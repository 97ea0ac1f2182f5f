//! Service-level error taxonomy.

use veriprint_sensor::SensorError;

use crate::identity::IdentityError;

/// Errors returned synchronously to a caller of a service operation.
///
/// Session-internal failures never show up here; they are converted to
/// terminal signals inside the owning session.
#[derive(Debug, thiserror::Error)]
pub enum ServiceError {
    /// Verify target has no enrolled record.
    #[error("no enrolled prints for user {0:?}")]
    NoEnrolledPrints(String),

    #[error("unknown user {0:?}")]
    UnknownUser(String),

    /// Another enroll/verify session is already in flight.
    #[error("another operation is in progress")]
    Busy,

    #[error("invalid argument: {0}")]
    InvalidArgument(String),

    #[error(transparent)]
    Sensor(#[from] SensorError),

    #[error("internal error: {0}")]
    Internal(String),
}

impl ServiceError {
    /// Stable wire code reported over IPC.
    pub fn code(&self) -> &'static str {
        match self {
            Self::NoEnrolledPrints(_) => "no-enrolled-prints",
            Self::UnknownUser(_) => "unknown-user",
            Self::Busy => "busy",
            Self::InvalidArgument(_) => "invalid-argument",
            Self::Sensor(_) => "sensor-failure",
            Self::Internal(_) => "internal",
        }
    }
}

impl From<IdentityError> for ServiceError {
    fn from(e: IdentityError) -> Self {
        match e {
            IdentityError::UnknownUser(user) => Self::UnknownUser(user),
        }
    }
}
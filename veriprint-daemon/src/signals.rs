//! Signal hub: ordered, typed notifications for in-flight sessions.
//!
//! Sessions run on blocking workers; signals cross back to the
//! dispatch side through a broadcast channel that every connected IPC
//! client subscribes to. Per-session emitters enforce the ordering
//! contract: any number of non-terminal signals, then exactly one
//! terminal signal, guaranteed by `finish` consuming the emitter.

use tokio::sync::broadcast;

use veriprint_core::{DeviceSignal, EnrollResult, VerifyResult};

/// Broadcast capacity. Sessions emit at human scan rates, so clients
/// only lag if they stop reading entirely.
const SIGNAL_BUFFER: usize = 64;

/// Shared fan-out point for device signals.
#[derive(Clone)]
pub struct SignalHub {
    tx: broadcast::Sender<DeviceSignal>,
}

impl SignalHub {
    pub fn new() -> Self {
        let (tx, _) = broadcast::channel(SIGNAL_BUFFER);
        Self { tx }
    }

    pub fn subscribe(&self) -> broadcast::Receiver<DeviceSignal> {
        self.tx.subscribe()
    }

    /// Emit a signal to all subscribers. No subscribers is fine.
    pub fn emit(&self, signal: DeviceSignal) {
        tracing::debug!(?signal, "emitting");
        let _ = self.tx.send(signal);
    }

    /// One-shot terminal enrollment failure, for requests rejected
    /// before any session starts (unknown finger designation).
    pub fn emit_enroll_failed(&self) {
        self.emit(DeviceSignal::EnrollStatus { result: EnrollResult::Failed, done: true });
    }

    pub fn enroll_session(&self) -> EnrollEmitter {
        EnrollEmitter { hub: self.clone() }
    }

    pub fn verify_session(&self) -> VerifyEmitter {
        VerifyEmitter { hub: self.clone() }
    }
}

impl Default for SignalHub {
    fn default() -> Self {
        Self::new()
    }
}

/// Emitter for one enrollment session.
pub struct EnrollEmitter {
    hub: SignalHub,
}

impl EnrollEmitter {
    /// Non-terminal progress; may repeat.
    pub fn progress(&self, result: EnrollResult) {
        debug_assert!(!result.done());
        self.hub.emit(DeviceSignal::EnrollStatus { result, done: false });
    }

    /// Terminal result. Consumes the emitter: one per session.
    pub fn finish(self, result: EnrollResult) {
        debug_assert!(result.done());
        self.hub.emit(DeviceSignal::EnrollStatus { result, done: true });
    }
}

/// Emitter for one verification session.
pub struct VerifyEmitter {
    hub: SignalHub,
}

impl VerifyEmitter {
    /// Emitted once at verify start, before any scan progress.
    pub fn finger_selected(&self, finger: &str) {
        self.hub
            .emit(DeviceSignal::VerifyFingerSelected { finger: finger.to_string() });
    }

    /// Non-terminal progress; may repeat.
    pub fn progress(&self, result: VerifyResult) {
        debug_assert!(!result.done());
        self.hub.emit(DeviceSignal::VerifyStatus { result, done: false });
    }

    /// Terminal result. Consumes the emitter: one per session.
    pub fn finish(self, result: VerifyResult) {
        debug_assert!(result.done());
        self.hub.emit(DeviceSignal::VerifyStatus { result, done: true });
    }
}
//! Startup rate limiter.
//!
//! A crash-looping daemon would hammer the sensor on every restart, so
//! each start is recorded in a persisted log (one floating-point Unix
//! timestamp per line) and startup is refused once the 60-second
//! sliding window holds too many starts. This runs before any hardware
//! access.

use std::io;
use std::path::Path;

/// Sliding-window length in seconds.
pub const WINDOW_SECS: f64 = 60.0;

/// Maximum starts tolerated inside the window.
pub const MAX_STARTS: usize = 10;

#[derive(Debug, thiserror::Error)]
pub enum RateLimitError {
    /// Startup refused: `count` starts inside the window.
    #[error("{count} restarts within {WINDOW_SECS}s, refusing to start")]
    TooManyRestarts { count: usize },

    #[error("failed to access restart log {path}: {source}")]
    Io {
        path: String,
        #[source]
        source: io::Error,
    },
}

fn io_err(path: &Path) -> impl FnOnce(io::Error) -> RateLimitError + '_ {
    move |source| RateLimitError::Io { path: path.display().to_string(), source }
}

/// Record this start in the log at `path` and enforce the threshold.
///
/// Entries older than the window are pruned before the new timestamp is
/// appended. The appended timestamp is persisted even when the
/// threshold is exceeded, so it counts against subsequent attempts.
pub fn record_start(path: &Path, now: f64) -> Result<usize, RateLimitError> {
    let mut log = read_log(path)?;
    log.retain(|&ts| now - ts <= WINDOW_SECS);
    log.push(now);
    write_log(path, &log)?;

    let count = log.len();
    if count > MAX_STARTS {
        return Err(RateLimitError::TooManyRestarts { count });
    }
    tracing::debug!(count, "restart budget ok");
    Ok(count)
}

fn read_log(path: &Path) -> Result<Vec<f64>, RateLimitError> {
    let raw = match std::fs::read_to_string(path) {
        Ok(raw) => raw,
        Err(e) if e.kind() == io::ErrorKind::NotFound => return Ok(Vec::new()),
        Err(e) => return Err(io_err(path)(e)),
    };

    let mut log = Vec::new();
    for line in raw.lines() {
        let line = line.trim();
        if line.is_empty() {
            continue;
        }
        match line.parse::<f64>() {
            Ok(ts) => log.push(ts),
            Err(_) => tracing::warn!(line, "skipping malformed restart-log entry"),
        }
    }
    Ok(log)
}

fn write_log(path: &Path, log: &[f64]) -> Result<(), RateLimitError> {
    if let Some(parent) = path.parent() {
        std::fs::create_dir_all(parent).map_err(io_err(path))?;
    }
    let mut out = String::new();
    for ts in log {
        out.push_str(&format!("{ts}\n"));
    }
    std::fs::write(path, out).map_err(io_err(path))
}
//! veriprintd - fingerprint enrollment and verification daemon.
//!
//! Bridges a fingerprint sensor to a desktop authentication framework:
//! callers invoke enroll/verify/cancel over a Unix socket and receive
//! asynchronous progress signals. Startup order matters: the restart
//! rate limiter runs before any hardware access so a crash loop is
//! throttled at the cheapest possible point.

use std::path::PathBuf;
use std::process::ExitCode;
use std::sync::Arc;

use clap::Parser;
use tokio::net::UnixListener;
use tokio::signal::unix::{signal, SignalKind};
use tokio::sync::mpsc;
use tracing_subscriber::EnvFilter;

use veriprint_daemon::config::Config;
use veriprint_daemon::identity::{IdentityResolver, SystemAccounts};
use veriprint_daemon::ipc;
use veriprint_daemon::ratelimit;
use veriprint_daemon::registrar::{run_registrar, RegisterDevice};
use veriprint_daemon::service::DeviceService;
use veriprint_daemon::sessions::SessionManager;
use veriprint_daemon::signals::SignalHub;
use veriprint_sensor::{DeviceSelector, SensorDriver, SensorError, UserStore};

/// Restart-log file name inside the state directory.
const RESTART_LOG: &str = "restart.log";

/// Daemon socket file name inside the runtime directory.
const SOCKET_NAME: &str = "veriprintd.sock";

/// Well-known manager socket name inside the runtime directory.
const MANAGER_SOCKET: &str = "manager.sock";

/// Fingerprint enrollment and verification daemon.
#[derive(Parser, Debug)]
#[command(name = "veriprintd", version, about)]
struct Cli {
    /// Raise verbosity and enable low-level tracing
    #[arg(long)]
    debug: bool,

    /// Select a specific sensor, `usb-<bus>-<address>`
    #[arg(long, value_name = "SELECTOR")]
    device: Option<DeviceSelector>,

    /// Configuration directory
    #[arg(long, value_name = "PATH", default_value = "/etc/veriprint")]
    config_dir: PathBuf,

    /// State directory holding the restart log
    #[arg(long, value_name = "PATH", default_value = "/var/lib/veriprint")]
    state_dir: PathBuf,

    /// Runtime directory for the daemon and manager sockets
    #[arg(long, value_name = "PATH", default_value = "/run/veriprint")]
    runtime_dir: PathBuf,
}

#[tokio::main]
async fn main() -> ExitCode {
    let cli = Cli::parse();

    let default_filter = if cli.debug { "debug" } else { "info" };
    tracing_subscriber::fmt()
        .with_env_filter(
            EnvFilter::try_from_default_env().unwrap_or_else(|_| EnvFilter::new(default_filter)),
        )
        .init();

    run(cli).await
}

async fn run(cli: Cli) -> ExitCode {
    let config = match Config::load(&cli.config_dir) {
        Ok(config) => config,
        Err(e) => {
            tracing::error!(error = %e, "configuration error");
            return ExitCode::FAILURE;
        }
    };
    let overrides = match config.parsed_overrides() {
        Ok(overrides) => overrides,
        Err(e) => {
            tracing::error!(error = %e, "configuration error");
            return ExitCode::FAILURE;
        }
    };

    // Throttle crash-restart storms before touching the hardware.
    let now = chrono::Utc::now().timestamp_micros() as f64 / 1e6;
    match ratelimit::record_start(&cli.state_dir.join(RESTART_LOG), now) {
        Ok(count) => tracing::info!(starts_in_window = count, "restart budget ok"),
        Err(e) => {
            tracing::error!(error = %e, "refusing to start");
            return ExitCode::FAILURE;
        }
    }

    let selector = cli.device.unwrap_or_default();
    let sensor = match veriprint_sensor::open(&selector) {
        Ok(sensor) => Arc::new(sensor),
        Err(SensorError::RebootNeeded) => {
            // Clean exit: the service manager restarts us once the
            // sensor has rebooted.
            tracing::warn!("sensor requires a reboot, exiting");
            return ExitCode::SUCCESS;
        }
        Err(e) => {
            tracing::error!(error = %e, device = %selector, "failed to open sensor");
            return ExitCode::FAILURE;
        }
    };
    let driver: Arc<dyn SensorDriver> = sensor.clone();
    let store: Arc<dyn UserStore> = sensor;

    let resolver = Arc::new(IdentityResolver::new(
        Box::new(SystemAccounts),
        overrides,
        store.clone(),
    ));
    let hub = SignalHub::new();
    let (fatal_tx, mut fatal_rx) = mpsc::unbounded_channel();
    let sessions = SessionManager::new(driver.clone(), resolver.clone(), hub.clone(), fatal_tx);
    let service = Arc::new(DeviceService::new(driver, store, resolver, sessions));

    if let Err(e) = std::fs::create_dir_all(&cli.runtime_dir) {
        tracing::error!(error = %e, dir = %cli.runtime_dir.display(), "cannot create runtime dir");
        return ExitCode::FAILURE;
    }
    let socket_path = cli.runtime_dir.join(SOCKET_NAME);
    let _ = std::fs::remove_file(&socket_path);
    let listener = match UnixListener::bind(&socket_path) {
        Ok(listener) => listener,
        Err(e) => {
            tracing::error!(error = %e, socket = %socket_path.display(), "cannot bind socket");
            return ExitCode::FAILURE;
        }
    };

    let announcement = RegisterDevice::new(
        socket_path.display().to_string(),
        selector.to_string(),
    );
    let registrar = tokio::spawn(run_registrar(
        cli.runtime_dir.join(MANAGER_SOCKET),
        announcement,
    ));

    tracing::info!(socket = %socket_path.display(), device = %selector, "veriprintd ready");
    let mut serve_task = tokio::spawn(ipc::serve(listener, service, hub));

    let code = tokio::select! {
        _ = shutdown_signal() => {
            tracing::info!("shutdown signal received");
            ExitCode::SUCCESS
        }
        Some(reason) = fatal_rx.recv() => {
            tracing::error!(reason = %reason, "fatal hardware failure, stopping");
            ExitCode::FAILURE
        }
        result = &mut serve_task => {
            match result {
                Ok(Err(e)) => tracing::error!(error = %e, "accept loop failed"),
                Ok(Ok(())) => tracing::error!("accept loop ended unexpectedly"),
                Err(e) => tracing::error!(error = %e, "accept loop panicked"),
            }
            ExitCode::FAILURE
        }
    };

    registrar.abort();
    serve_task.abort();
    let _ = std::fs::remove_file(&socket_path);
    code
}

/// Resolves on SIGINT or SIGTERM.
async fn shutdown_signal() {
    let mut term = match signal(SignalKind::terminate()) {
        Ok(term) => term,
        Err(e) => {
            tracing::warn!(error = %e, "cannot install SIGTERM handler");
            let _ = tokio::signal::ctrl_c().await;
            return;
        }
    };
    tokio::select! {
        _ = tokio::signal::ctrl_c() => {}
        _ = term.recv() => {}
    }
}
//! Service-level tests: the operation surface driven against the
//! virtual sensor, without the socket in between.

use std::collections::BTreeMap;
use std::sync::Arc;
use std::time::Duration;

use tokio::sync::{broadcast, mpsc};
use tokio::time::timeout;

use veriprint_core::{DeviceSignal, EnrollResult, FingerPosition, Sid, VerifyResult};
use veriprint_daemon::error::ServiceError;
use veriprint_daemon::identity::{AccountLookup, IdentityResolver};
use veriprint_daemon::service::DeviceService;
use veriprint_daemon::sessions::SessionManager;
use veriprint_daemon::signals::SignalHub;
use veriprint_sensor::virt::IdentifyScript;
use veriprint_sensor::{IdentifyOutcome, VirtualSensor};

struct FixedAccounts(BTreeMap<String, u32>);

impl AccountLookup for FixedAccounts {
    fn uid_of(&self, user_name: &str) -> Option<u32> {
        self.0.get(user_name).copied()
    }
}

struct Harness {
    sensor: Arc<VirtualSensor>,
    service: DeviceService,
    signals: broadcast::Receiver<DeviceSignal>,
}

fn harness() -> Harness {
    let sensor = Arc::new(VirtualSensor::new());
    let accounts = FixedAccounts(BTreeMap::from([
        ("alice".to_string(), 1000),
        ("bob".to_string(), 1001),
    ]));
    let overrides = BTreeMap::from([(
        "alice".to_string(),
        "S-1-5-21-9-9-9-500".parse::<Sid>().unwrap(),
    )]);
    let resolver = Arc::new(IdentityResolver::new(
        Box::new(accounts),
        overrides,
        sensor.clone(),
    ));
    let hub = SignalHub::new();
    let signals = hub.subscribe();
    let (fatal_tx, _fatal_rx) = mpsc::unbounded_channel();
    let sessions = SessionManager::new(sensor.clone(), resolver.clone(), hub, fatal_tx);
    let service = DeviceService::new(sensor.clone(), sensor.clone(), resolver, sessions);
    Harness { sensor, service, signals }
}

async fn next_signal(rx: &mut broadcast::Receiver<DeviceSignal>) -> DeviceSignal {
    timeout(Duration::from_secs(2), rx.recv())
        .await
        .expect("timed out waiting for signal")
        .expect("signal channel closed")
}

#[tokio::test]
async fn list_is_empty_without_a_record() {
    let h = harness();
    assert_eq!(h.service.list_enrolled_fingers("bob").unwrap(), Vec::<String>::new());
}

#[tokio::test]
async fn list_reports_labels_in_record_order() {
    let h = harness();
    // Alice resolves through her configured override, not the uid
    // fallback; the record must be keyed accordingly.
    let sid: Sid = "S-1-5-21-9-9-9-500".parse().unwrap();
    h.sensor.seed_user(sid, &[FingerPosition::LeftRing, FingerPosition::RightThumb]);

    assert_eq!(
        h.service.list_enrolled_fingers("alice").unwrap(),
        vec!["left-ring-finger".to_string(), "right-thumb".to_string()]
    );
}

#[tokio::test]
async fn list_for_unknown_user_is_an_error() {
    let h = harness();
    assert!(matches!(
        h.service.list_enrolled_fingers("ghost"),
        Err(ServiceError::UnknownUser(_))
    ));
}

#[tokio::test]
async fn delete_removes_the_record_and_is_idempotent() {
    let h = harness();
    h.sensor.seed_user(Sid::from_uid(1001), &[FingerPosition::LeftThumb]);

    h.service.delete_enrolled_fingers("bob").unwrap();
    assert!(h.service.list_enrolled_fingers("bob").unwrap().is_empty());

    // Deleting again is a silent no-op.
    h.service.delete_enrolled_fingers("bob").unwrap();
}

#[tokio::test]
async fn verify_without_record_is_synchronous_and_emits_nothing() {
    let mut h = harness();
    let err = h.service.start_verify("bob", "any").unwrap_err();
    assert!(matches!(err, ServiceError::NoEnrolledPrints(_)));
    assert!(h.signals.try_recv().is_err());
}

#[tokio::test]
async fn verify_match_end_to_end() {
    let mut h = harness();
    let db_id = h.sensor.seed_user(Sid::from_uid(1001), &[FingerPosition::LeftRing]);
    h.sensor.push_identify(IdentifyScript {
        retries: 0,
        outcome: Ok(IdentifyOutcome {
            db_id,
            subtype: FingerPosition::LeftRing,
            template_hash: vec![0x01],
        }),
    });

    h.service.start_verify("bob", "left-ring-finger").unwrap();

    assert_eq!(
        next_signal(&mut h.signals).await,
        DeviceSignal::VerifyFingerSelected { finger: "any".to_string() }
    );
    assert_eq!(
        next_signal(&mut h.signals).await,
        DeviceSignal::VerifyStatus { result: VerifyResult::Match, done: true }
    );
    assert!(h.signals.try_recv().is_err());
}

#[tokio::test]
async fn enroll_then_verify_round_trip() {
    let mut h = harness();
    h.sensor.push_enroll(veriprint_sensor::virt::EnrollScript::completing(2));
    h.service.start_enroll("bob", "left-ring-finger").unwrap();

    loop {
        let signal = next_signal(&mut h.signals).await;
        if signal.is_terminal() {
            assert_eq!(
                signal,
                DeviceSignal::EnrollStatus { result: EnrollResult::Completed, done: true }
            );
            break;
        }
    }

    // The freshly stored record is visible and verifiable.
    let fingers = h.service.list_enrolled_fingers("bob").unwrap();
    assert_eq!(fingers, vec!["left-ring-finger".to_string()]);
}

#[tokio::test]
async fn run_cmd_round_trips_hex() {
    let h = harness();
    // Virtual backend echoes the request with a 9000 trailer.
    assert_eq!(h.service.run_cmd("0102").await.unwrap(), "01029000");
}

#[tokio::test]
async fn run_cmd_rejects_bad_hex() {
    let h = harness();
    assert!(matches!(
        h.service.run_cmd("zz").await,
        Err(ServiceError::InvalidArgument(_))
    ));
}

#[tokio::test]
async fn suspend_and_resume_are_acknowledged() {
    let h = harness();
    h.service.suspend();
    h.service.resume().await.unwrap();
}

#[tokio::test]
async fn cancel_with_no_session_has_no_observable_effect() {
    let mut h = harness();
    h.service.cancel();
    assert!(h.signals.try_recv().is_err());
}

────────────────────

TASK REQUIREMENTS: Count up the lines of the listing where "through" occurs, and answer with that number only.

WRITTEN RESPONSE: 2